* The problem:
Pull every line that includes the word "warn" from the data.

+-------+

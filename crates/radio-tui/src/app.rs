//! Display loop and terminal ownership.

use std::io;
use std::sync::atomic::{AtomicBool, Ordering};
use std::sync::Arc;
use std::time::{Duration, Instant};

use crossterm::{cursor, execute, terminal};
use radio_proto::catalog::StationCatalog;
use tokio::sync::{mpsc, watch};
use tokio::task::JoinHandle;
use tokio::time::MissedTickBehavior;
use tracing::{debug, error, info, warn};

use crate::core::CoreEvent;
use crate::dirty::{DirtyFlags, Region};
use crate::input;
use crate::render::{RenderDiffEngine, Surface};
use crate::session::{PlayerStatus, Snapshot};
use crate::view::{Layout, ScreenView, ASCII_GLYPHS, RICH_GLYPHS};

/// Raw mode plus alternate screen, undone on drop and on panic.
struct TerminalGuard;

impl TerminalGuard {
    fn enter() -> io::Result<Self> {
        let default_hook = std::panic::take_hook();
        std::panic::set_hook(Box::new(move |info| {
            restore_terminal();
            default_hook(info);
        }));

        terminal::enable_raw_mode()?;
        execute!(io::stdout(), terminal::EnterAlternateScreen, cursor::Hide)?;
        Ok(Self)
    }
}

impl Drop for TerminalGuard {
    fn drop(&mut self) {
        restore_terminal();
    }
}

fn restore_terminal() {
    execute!(io::stdout(), terminal::LeaveAlternateScreen, cursor::Show).ok();
    terminal::disable_raw_mode().ok();
}

pub struct App {
    catalog: Arc<StationCatalog>,
    snapshots: watch::Receiver<Snapshot>,
    dirty: Arc<DirtyFlags>,
    events_tx: mpsc::Sender<CoreEvent>,
    surface: Box<dyn Surface>,
    frame_interval: Duration,
    timer_interval: Duration,
    running: Arc<AtomicBool>,
}

impl App {
    pub fn new(
        catalog: Arc<StationCatalog>,
        snapshots: watch::Receiver<Snapshot>,
        dirty: Arc<DirtyFlags>,
        events_tx: mpsc::Sender<CoreEvent>,
        surface: Box<dyn Surface>,
        frame_interval: Duration,
        timer_interval: Duration,
    ) -> Self {
        Self {
            catalog,
            snapshots,
            dirty,
            events_tx,
            surface,
            frame_interval,
            timer_interval,
            running: Arc::new(AtomicBool::new(true)),
        }
    }

    /// Own the terminal until quit, then shut the core down and wait for it.
    pub async fn run(mut self, core: JoinHandle<anyhow::Result<()>>) -> anyhow::Result<()> {
        let guard = TerminalGuard::enter()?;
        debug!("app: terminal ready, size={:?}", self.surface.size());

        let input = input::spawn_input_worker(
            self.running.clone(),
            self.events_tx.clone(),
            self.dirty.clone(),
        );

        let result = self.display_loop().await;
        self.running.store(false, Ordering::Release);

        if self.events_tx.send(CoreEvent::Shutdown).await.is_err() {
            debug!("app: core already gone");
        }
        match core.await {
            Ok(Ok(())) => {}
            Ok(Err(e)) => error!("app: core exited with error: {}", e),
            Err(e) => error!("app: core task failed: {}", e),
        }
        if let Err(e) = input.await {
            warn!("app: input worker failed: {}", e);
        }

        drop(guard);
        info!("app: terminal restored");
        result
    }

    async fn display_loop(&mut self) -> anyhow::Result<()> {
        let glyphs = if self.surface.ascii_only() {
            &ASCII_GLYPHS
        } else {
            &RICH_GLYPHS
        };
        let mut engine = RenderDiffEngine::new(self.dirty.clone());

        let mut frame = tokio::time::interval(self.frame_interval);
        frame.set_missed_tick_behavior(MissedTickBehavior::Skip);
        let mut timer = tokio::time::interval(self.timer_interval);
        timer.set_missed_tick_behavior(MissedTickBehavior::Skip);

        let mut last_size = self.surface.size();

        while self.running.load(Ordering::Acquire) {
            tokio::select! {
                _ = frame.tick() => {
                    let size = self.surface.size();
                    if size != last_size {
                        last_size = size;
                        self.dirty.request_full_repaint();
                    }
                    let snap = self.snapshots.borrow().clone();
                    let view = ScreenView::new(
                        &self.catalog,
                        &snap,
                        Layout::for_size(size.0, size.1),
                        Instant::now(),
                        chrono::Local::now().format("%H:%M:%S").to_string(),
                        glyphs,
                    );
                    engine.render(self.surface.as_mut(), &view)?;
                }
                _ = timer.tick() => {
                    self.dirty.mark(Region::Timer);
                    if self.snapshots.borrow().session.status() == PlayerStatus::Playing {
                        self.dirty.mark(Region::Song);
                        self.dirty.mark(Region::Technical);
                    }
                }
            }
        }
        debug!("app: display loop finished");
        Ok(())
    }
}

+-------+

* Answer below:
use tracing::{debug, error, info, warn};
            warn!("app: input worker failed: {}", e);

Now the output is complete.